··· Records for the task ···
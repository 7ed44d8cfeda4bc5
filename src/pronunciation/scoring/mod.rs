pub mod curves;
pub mod feedback;

use serde::Serialize;
use tracing::debug;

use crate::config::{Locale, ScoringConfig};
use crate::pronunciation::metrics::ComparisonMetrics;
use crate::pronunciation::quality::{QualityFlag, QualityReport, QualityWarning};
use crate::pronunciation::tone::ToneAnalysis;

#[derive(Debug, Clone, Copy, PartialEq, Eq, Serialize)]
#[serde(rename_all = "snake_case")]
pub enum ScoreLevel {
    Excellent,
    Good,
    Fair,
    Pass,
    NeedsImprovement,
}

impl ScoreLevel {
    pub fn from_score(score: f64) -> Self {
        if score >= 90.0 {
            Self::Excellent
        } else if score >= 80.0 {
            Self::Good
        } else if score >= 70.0 {
            Self::Fair
        } else if score >= 60.0 {
            Self::Pass
        } else {
            Self::NeedsImprovement
        }
    }
}

/// Per-component scores in [0, 100]. `accuracy` is the correlation score
/// and `stability` the RMSE score.
#[derive(Debug, Clone, Copy, Default, PartialEq, Serialize)]
pub struct ComponentScores {
    pub accuracy: f64,
    pub trend: f64,
    pub stability: f64,
    pub range: f64,
}

impl ComponentScores {
    fn rounded(self) -> Self {
        Self {
            accuracy: round1(self.accuracy),
            trend: round1(self.trend),
            stability: round1(self.stability),
            range: round1(self.range),
        }
    }
}

#[derive(Debug, Clone, PartialEq, Serialize)]
pub struct ScoreResult {
    pub total_score: f64,
    pub component_scores: ComponentScores,
    pub level: ScoreLevel,
    /// Points added to the trend component from tone accuracy.
    pub tone_enhancement: f64,
    pub feedback: String,
    pub quality_flag: QualityFlag,
    #[serde(skip_serializing_if = "Option::is_none")]
    pub quality_warning: Option<String>,
    #[serde(skip_serializing_if = "Option::is_none")]
    pub tone_analysis: Option<ToneAnalysis>,
}

/// Maps metrics, tone results and quality flags to a 0-100 score.
#[derive(Debug, Clone, Default)]
pub struct Scorer {
    config: ScoringConfig,
    locale: Locale,
}

impl Scorer {
    pub fn new(config: ScoringConfig, locale: Locale) -> Self {
        Self { config, locale }
    }

    pub fn score(
        &self,
        metrics: &ComparisonMetrics,
        tones: Option<&ToneAnalysis>,
        quality: Option<&QualityReport>,
    ) -> ScoreResult {
        let flag = match quality {
            Some(report) => report.flag,
            None if metrics.degenerate => QualityFlag::InsufficientData,
            None => QualityFlag::Ok,
        };
        if flag.is_fatal() {
            return self.rejected(flag, tones);
        }

        let mut components = self.component_scores(metrics);
        let warning = quality.and_then(|report| report.warning);
        if let Some(warning) = &warning {
            self.derate(&mut components, warning);
        }

        let tone_enhancement = tones
            .filter(|analysis| !analysis.syllables.is_empty())
            .map(|analysis| (analysis.accuracy * 10.0).clamp(0.0, self.config.tone_bonus_max))
            .unwrap_or(0.0);
        components.trend = (components.trend + tone_enhancement).min(100.0);

        let weights = &self.config.weights;
        let total = (components.accuracy * weights.correlation
            + components.trend * weights.trend
            + components.stability * weights.stability
            + components.range * weights.range)
            .clamp(0.0, 100.0);
        let total_score = round1(total);
        let level = ScoreLevel::from_score(total_score);
        let components = components.rounded();
        debug!(
            total_score,
            accuracy = components.accuracy,
            trend = components.trend,
            stability = components.stability,
            range = components.range,
            tone_enhancement,
            "scored comparison"
        );

        ScoreResult {
            total_score,
            component_scores: components,
            level,
            tone_enhancement: round1(tone_enhancement),
            feedback: feedback::compose(level, &components, tones, self.locale),
            quality_flag: flag,
            quality_warning: warning.map(|w| feedback::quality_note(&w, self.locale)),
            tone_analysis: tones.cloned(),
        }
    }

    /// Unweighted component scores before de-rating and tone bonus.
    pub fn component_scores(&self, metrics: &ComparisonMetrics) -> ComponentScores {
        let config = &self.config;
        let accuracy = if metrics.correlation <= config.correlation_negative_cutoff
            || metrics.correlation < config.correlation_floor
        {
            0.0
        } else {
            curves::higher_is_better(metrics.correlation, &config.correlation)
        };
        ComponentScores {
            accuracy,
            trend: curves::higher_is_better(metrics.trend_consistency, &config.trend),
            stability: curves::lower_is_better(metrics.rmse_hz, &config.rmse_hz),
            range: curves::higher_is_better(metrics.pitch_range_ratio, &config.range),
        }
    }

    /// Blend of the valid-ratio and valid-points tiers, in (0, 1].
    pub fn derating_factor(&self, warning: &QualityWarning) -> f64 {
        let derating = &self.config.derating;
        derating.ratio_weight * ratio_tier(warning.valid_ratio)
            + derating.points_weight * points_tier(warning.valid_points)
    }

    fn derate(&self, components: &mut ComponentScores, warning: &QualityWarning) {
        let factor = self.derating_factor(warning);
        let derating = &self.config.derating;
        components.accuracy *= factor * derating.correlation;
        components.stability *= factor * derating.stability;
        components.trend *= factor * derating.trend;
        components.range *= factor * derating.range;
        debug!(factor, "de-rated marginal quality scores");
    }

    fn rejected(&self, flag: QualityFlag, tones: Option<&ToneAnalysis>) -> ScoreResult {
        ScoreResult {
            total_score: 0.0,
            component_scores: ComponentScores::default(),
            level: ScoreLevel::NeedsImprovement,
            tone_enhancement: 0.0,
            feedback: feedback::gate_message(flag, self.locale),
            quality_flag: flag,
            quality_warning: None,
            tone_analysis: tones.cloned(),
        }
    }
}

fn ratio_tier(valid_ratio: f64) -> f64 {
    if valid_ratio >= 0.7 {
        1.0
    } else if valid_ratio >= 0.5 {
        0.95
    } else if valid_ratio >= 0.3 {
        0.9
    } else {
        0.85
    }
}

fn points_tier(valid_points: usize) -> f64 {
    if valid_points >= 50 {
        1.0
    } else if valid_points >= 30 {
        0.95
    } else if valid_points >= 15 {
        0.9
    } else {
        0.85
    }
}

fn round1(value: f64) -> f64 {
    (value * 10.0).round() / 10.0
}

#[cfg(test)]
mod tests {
    use super::*;
    use crate::pronunciation::metrics::{TrackSummary, TrendBreakdown};

    fn metrics(correlation: f64, rmse_hz: f64, trend: f64, range: f64) -> ComparisonMetrics {
        ComparisonMetrics {
            correlation,
            rmse_hz,
            trend_consistency: trend,
            pitch_range_ratio: range,
            valid_point_count: 100,
            standard: TrackSummary::default(),
            user: TrackSummary::default(),
            trend: TrendBreakdown::default(),
            degenerate: false,
        }
    }

    fn report(flag: QualityFlag, warning: Option<QualityWarning>) -> QualityReport {
        QualityReport {
            flag,
            standard_valid_ratio: 1.0,
            user_valid_ratio: 1.0,
            valid_points: 100,
            energy: None,
            warning,
        }
    }

    #[test]
    fn perfect_metrics_score_excellent() {
        let result = Scorer::default().score(&metrics(1.0, 0.0, 1.0, 1.0), None, None);
        assert_eq!(result.total_score, 100.0);
        assert_eq!(result.level, ScoreLevel::Excellent);
        assert_eq!(result.quality_flag, QualityFlag::Ok);
    }

    #[test]
    fn fatal_flags_zero_everything() {
        for flag in [
            QualityFlag::InsufficientData,
            QualityFlag::InsufficientSpeech,
            QualityFlag::SilenceDetected,
        ] {
            let result = Scorer::default().score(
                &metrics(1.0, 0.0, 1.0, 1.0),
                None,
                Some(&report(flag, None)),
            );
            assert_eq!(result.total_score, 0.0);
            assert_eq!(result.component_scores, ComponentScores::default());
            assert_eq!(result.quality_flag, flag);
            assert!(!result.feedback.is_empty());
        }
    }

    #[test]
    fn degenerate_metrics_without_report_are_rejected() {
        let result = Scorer::default().score(&ComparisonMetrics::degenerate(), None, None);
        assert_eq!(result.quality_flag, QualityFlag::InsufficientData);
        assert_eq!(result.total_score, 0.0);
    }

    #[test]
    fn weak_or_negative_correlation_scores_zero_accuracy() {
        let scorer = Scorer::default();
        assert_eq!(scorer.component_scores(&metrics(0.1, 0.0, 1.0, 1.0)).accuracy, 0.0);
        assert_eq!(scorer.component_scores(&metrics(-0.5, 0.0, 1.0, 1.0)).accuracy, 0.0);
        assert!(scorer.component_scores(&metrics(0.2, 0.0, 1.0, 1.0)).accuracy > 0.0);
    }

    #[test]
    fn marginal_quality_derates_each_component() {
        let scorer = Scorer::default();
        let warning = QualityWarning {
            valid_ratio: 0.35,
            valid_points: 18,
        };
        assert!((scorer.derating_factor(&warning) - 0.9).abs() < 1e-12);
        let clean = scorer.score(
            &metrics(0.9, 10.0, 0.9, 0.9),
            None,
            Some(&report(QualityFlag::Ok, None)),
        );
        let derated = scorer.score(
            &metrics(0.9, 10.0, 0.9, 0.9),
            None,
            Some(&report(QualityFlag::Ok, Some(warning))),
        );
        assert!(derated.total_score < clean.total_score);
        assert!(derated.quality_warning.is_some());
        assert!(derated.component_scores.accuracy < clean.component_scores.accuracy);
    }

    #[test]
    fn tone_accuracy_boosts_trend_up_to_cap() {
        use crate::pronunciation::tone::{
            MatchKind, SyllableTone, ToneLabel, ToneMatch, ToneObservation,
        };
        let tones = ToneAnalysis {
            syllables: vec![SyllableTone {
                index: 0,
                start: 0.0,
                end: 0.4,
                expected: ToneLabel::Rising,
                detected: ToneObservation {
                    label: ToneLabel::Rising,
                    confidence: 0.9,
                    features: None,
                    rule: "rising",
                },
                comparison: ToneMatch {
                    similarity: 1.0,
                    is_match: true,
                    kind: MatchKind::Exact,
                },
            }],
            accuracy: 0.9,
        };
        let scorer = Scorer::default();
        let base = scorer.score(&metrics(0.6, 50.0, 0.6, 0.6), None, None);
        let boosted = scorer.score(&metrics(0.6, 50.0, 0.6, 0.6), Some(&tones), None);
        assert_eq!(boosted.tone_enhancement, 9.0);
        assert!((boosted.component_scores.trend - base.component_scores.trend - 9.0).abs() < 0.11);
        assert!(boosted.tone_analysis.is_some());

        let capped = scorer.score(&metrics(1.0, 0.0, 1.0, 1.0), Some(&tones), None);
        assert_eq!(capped.component_scores.trend, 100.0);
    }

    #[test]
    fn levels_follow_score_bands() {
        assert_eq!(ScoreLevel::from_score(95.0), ScoreLevel::Excellent);
        assert_eq!(ScoreLevel::from_score(85.0), ScoreLevel::Good);
        assert_eq!(ScoreLevel::from_score(75.0), ScoreLevel::Fair);
        assert_eq!(ScoreLevel::from_score(60.0), ScoreLevel::Pass);
        assert_eq!(ScoreLevel::from_score(59.9), ScoreLevel::NeedsImprovement);
    }

    #[test]
    fn feedback_is_localized() {
        let scorer = Scorer::new(ScoringConfig::default(), Locale::Zh);
        let result = scorer.score(&metrics(0.2, 150.0, 0.2, 0.2), None, None);
        assert!(result.feedback.contains("需要改进"));
        assert!(result.feedback.lines().count() >= 3);
    }
}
···
Problem statement = Exactly one number should be given, showing how many lines of the material above contain the string "TrendBreakdown".

Written response = 2